THOMAS: Oh definitely. I think specifically being in this department has changed a lot. It's opened my eyes to so much, it's exposed me to things that within my 80:00community I probably would not have necessarily explored. Just being in this department has done that.

DEGNATS: And you feel okay about exploring everything?

THOMAS: Absolutely. Absolutely. Now, before in growing up, no. Before I was taught not to this is what we believe, this is what we practice, everything outside of that is outside of god, not everything, but most things, which is totally ignorant. And I'm comfortable in my own skin, so I understand and respect other schools of thought.

DEGNATS: You don't have children do you?

THOMAS: No.

DEGNATS: If you were to have children, do ever think about how you would raise 81:00them? I just thought about that because you were talking about your childhood.

THOMAS: Most definitely. Do I have an answer to that? No. I think that will come when they arrive, but to me now, that's something because I'm getting older that's something that I should think about, what do I want my family legacy to be as far as spirituality is concerned. That's something that I've thought about, but I'm still exploring. I haven't come up with a concrete answer yet.

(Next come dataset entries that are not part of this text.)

//! Deterministic offline backend.
//!
//! Produces stub sources derived purely from the bundle, so builds are
//! reproducible without network access. Used for `build --offline` dry runs
//! and as the test double for the orchestrator: it counts invocations,
//! tracks peak concurrency, and can inject scripted failures per component.

use dashmap::DashMap;
use std::sync::atomic::{AtomicUsize, Ordering};
use std::time::Duration;

use super::GenerationError;
use crate::context::GenerationBundle;
use crate::manifest::{TargetKind, TargetLanguage};

/// Scripted behavior for one component.
#[derive(Debug, Clone)]
enum Script {
    /// Fail generation with this error for the first `remaining` attempts.
    Fail { error: GenerationError, remaining: usize },
    /// Emit source that fails validation for the first `remaining` attempts.
    EmitInvalid { remaining: usize },
    /// Fail usage synthesis for this component.
    FailUsage,
}

/// Offline generation backend with deterministic output.
#[derive(Debug, Default)]
pub struct FixtureBackend {
    scripts: DashMap<String, Script>,
    calls: AtomicUsize,
    in_flight: AtomicUsize,
    max_in_flight: AtomicUsize,
    delay: Option<Duration>,
}

impl FixtureBackend {
    pub fn new() -> Self {
        Self::default()
    }

    /// Hold each call open for `delay`, making concurrency observable.
    pub fn with_delay(mut self, delay: Duration) -> Self {
        self.delay = Some(delay);
        self
    }

    /// Fail generation for `component_id` with `error`, `attempts` times.
    pub fn fail_generation(&self, component_id: &str, error: GenerationError, attempts: usize) {
        self.scripts
            .insert(component_id.to_string(), Script::Fail { error, remaining: attempts });
    }

    /// Emit invalid source for `component_id` for the first `attempts` calls.
    pub fn emit_invalid_source(&self, component_id: &str, attempts: usize) {
        self.scripts.insert(component_id.to_string(), Script::EmitInvalid { remaining: attempts });
    }

    /// Make usage synthesis fail for `component_id`.
    pub fn fail_usage_synthesis(&self, component_id: &str) {
        self.scripts.insert(component_id.to_string(), Script::FailUsage);
    }

    /// Total generation calls made (excludes usage synthesis).
    pub fn generation_calls(&self) -> usize {
        self.calls.load(Ordering::SeqCst)
    }

    /// Highest number of simultaneously in-flight calls observed.
    pub fn max_in_flight(&self) -> usize {
        self.max_in_flight.load(Ordering::SeqCst)
    }

    pub async fn generate(&self, bundle: &GenerationBundle) -> Result<String, GenerationError> {
        self.calls.fetch_add(1, Ordering::SeqCst);
        let _gauge = self.enter();
        if let Some(delay) = self.delay {
            tokio::time::sleep(delay).await;
        }

        match self.consume_script(&bundle.component_id) {
            Some(Script::Fail { error, .. }) => return Err(error),
            Some(Script::EmitInvalid { .. }) => return Ok(String::new()),
            _ => {}
        }
        Ok(render_stub(bundle))
    }

    pub async fn describe_usage(
        &self,
        component_id: &str,
        _source: &str,
        _skeleton: &str,
    ) -> Result<String, GenerationError> {
        if let Some(delay) = self.delay {
            tokio::time::sleep(delay).await;
        }
        if matches!(
            self.scripts.get(component_id).map(|s| s.clone()),
            Some(Script::FailUsage)
        ) {
            return Err(GenerationError::Transient {
                reason: "scripted usage-synthesis failure".to_string(),
            });
        }
        Ok(format!("Stub implementation of component '{component_id}'."))
    }

    /// Pop one use of the script for `component_id`, decrementing bounded
    /// failure counts. `FailUsage` scripts are left in place.
    fn consume_script(&self, component_id: &str) -> Option<Script> {
        let mut entry = self.scripts.get_mut(component_id)?;
        let current = entry.clone();
        match &mut *entry {
            Script::Fail { remaining, .. } | Script::EmitInvalid { remaining } => {
                if *remaining == 0 {
                    return None;
                }
                *remaining -= 1;
            }
            Script::FailUsage => return None,
        }
        Some(current)
    }

    fn enter(&self) -> InFlightGuard<'_> {
        let now = self.in_flight.fetch_add(1, Ordering::SeqCst) + 1;
        self.max_in_flight.fetch_max(now, Ordering::SeqCst);
        InFlightGuard { backend: self }
    }
}

struct InFlightGuard<'a> {
    backend: &'a FixtureBackend,
}

impl Drop for InFlightGuard<'_> {
    fn drop(&mut self) {
        self.backend.in_flight.fetch_sub(1, Ordering::SeqCst);
    }
}

/// Deterministic stub source for a bundle; valid under the structural checks
/// for its language and target kind.
fn render_stub(bundle: &GenerationBundle) -> String {
    // Fold the description into the stub so output changes whenever the
    // description does.
    let summary: String = bundle.description.lines().collect::<Vec<_>>().join(" ");
    match bundle.language {
        TargetLanguage::Python => {
            let mut out = format!(
                "\"\"\"{summary}\"\"\"\n\n\ndef run() -> None:\n    \"\"\"Entry point for {id}.\"\"\"\n    raise NotImplementedError(\"{id}\")\n",
                id = bundle.component_id,
            );
            if bundle.kind == TargetKind::Binary {
                out.push_str("\n\nif __name__ == \"__main__\":\n    run()\n");
            }
            out
        }
        TargetLanguage::Java => {
            let mut body = String::new();
            if bundle.kind == TargetKind::Binary {
                body.push_str(
                    "    public static void main(String[] args) {\n        throw new UnsupportedOperationException();\n    }\n",
                );
            }
            format!(
                "package {};\n\n/** {summary} */\npublic class {} {{\n{body}}}\n",
                bundle.module, bundle.type_name,
            )
        }
    }
}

DEGNATS: Are there any questions I left out that would be important to my understanding of your spirituality? Anything else you would like to say?

THOMAS: No, none that I can think of. I think we covered everything. No.

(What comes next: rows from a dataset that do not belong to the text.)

//! Component graph construction, validation, and level-ordered scheduling.
//!
//! Builds the DAG of component specs from their declared dependency edges,
//! rejecting unresolved ids, duplicate edges, self-references, and cycles.
//! Cycle errors report the full cycle path, not just the first repeated node.
//!
//! Specs are interned into an index-addressed arena first; all graph
//! algorithms then operate on indices, with string ids resolved exactly once.

use petgraph::graph::{DiGraph, NodeIndex};
use std::collections::HashMap;
use thiserror::Error;

use crate::manifest::ComponentSpec;

/// Structural errors detected before any generation starts.
///
/// All of these are fatal to the whole build invocation.
#[derive(Debug, Error)]
pub enum GraphError {
    #[error("component '{component}' depends on unknown component '{dependency}'")]
    UnresolvedDependency { component: String, dependency: String },

    #[error("component '{component}' lists dependency '{dependency}' more than once")]
    DuplicateDependency { component: String, dependency: String },

    #[error("component '{component}' depends on itself")]
    SelfDependency { component: String },

    #[error("circular dependency detected: {chain}")]
    Cycle { chain: String },
}

/// Color states for depth-first cycle detection.
#[derive(Debug, Clone, Copy, PartialEq, Eq)]
enum Color {
    /// Not yet visited.
    White,
    /// On the current recursion stack.
    Gray,
    /// Fully explored.
    Black,
}

/// A validated component DAG with a level-partitioned topological ordering.
///
/// Level `k` contains exactly the components whose dependencies all sit in
/// levels `< k`; everything within one level can build concurrently.
#[derive(Debug)]
pub struct ComponentGraph {
    specs: Vec<ComponentSpec>,
    index: HashMap<String, usize>,
    graph: DiGraph<usize, ()>,
    node_of: Vec<NodeIndex>,
    levels: Vec<Vec<usize>>,
}

impl ComponentGraph {
    /// Validate `specs` and produce the DAG, or fail with the first
    /// structural error found.
    pub fn build(specs: Vec<ComponentSpec>) -> Result<Self, GraphError> {
        let mut index = HashMap::with_capacity(specs.len());
        for (i, spec) in specs.iter().enumerate() {
            index.insert(spec.id.clone(), i);
        }

        // Resolve string ids to indices once; everything after this point
        // works on indices.
        let mut graph: DiGraph<usize, ()> = DiGraph::new();
        let node_of: Vec<NodeIndex> = (0..specs.len()).map(|i| graph.add_node(i)).collect();

        for (i, spec) in specs.iter().enumerate() {
            let mut seen = HashMap::with_capacity(spec.dependencies.len());
            for dep in &spec.dependencies {
                let &dep_idx =
                    index.get(dep).ok_or_else(|| GraphError::UnresolvedDependency {
                        component: spec.id.clone(),
                        dependency: dep.clone(),
                    })?;
                if dep_idx == i {
                    return Err(GraphError::SelfDependency { component: spec.id.clone() });
                }
                if seen.insert(dep_idx, ()).is_some() {
                    return Err(GraphError::DuplicateDependency {
                        component: spec.id.clone(),
                        dependency: dep.clone(),
                    });
                }
                // Edge points from dependent to dependency.
                graph.add_edge(node_of[i], node_of[dep_idx], ());
            }
        }

        let mut built = Self {
            specs,
            index,
            graph,
            node_of,
            levels: Vec::new(),
        };
        built.detect_cycles()?;
        built.levels = built.compute_levels();
        Ok(built)
    }

    /// Depth-first cycle detection reporting the full cycle path.
    fn detect_cycles(&self) -> Result<(), GraphError> {
        let mut colors = vec![Color::White; self.specs.len()];
        let mut path: Vec<usize> = Vec::new();

        for start in 0..self.specs.len() {
            if colors[start] == Color::White
                && let Some(cycle) = self.dfs_visit(start, &mut colors, &mut path)
            {
                let chain = cycle
                    .iter()
                    .map(|&i| self.specs[i].id.as_str())
                    .collect::<Vec<_>>()
                    .join(" -> ");
                return Err(GraphError::Cycle { chain });
            }
        }
        Ok(())
    }

    fn dfs_visit(
        &self,
        node: usize,
        colors: &mut [Color],
        path: &mut Vec<usize>,
    ) -> Option<Vec<usize>> {
        colors[node] = Color::Gray;
        path.push(node);

        for neighbor in self.graph.neighbors(self.node_of[node]) {
            let n = self.graph[neighbor];
            match colors[n] {
                Color::Gray => {
                    // Close the cycle at its first occurrence on the path.
                    let start = path.iter().position(|&p| p == n).unwrap_or(0);
                    let mut cycle = path[start..].to_vec();
                    cycle.push(n);
                    return Some(cycle);
                }
                Color::White => {
                    if let Some(cycle) = self.dfs_visit(n, colors, path) {
                        return Some(cycle);
                    }
                }
                Color::Black => {}
            }
        }

        path.pop();
        colors[node] = Color::Black;
        None
    }

    /// Partition nodes into topological levels.
    ///
    /// `level[i] = 1 + max(level of dependencies)`, leaves at level 0. The
    /// result is deterministic for identical input because nodes keep their
    /// interning order within each level.
    fn compute_levels(&self) -> Vec<Vec<usize>> {
        let mut level = vec![usize::MAX; self.specs.len()];

        // Longest-path layering over the already-acyclic graph; iterate until
        // fixed point (bounded by graph depth).
        let mut changed = true;
        while changed {
            changed = false;
            for i in 0..self.specs.len() {
                let deps_level = self
                    .graph
                    .neighbors(self.node_of[i])
                    .map(|n| level[self.graph[n]])
                    .max();
                let want = match deps_level {
                    None => 0,
                    Some(usize::MAX) => continue,
                    Some(l) => l + 1,
                };
                if level[i] != want {
                    level[i] = want;
                    changed = true;
                }
            }
        }

        let depth = level.iter().copied().max().map_or(0, |d| d + 1);
        let mut levels = vec![Vec::new(); depth];
        for (i, &l) in level.iter().enumerate() {
            levels[l].push(i);
        }
        levels
    }

    /// Components partitioned into parallelizable levels, dependencies first.
    pub fn levels(&self) -> impl Iterator<Item = Vec<&ComponentSpec>> {
        self.levels.iter().map(|lvl| lvl.iter().map(|&i| &self.specs[i]).collect())
    }

    /// Flat topological ordering, every dependency before its dependents.
    pub fn topological_order(&self) -> Vec<&ComponentSpec> {
        self.levels.iter().flatten().map(|&i| &self.specs[i]).collect()
    }

    pub fn get(&self, id: &str) -> Option<&ComponentSpec> {
        self.index.get(id).map(|&i| &self.specs[i])
    }

    pub fn len(&self) -> usize {
        self.specs.len()
    }

    pub fn is_empty(&self) -> bool {
        self.specs.is_empty()
    }

    pub fn level_count(&self) -> usize {
        self.levels.len()
    }
}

DEGNATS: Yeah, this is really good. Well, to end, I just have some final demographic information. What is your occupation?

THOMAS: Administrative Coordinator here at Georgia State in the Religion and Philosophy department.

DEGNATS: Where and when were you born?

82:00

THOMAS: September 22, 1979, in Manning, South Carolina.

DEGNATS: And how do you describe your ethnicity?

THOMAS: As my dad would say, human, but I had to check other, it would be African-American.

DEGNATS: And what is your educational background?

THOMAS: High School and I graduated from Howard University in May 2001.

DEGNATS: What is your marital/partner status?

THOMAS: Single. Non-married.

DEGNATS: And you do not have any children?

THOMAS: No children.

DEGNATS: And your current GSU affiliation?

THOMAS: Staff. (Laughter)

DEGNATS: And what is your current religious affiliation?

THOMAS: I can't label it.

DEGNATS: Well thank you, this was really, really good. I really enjoyed it.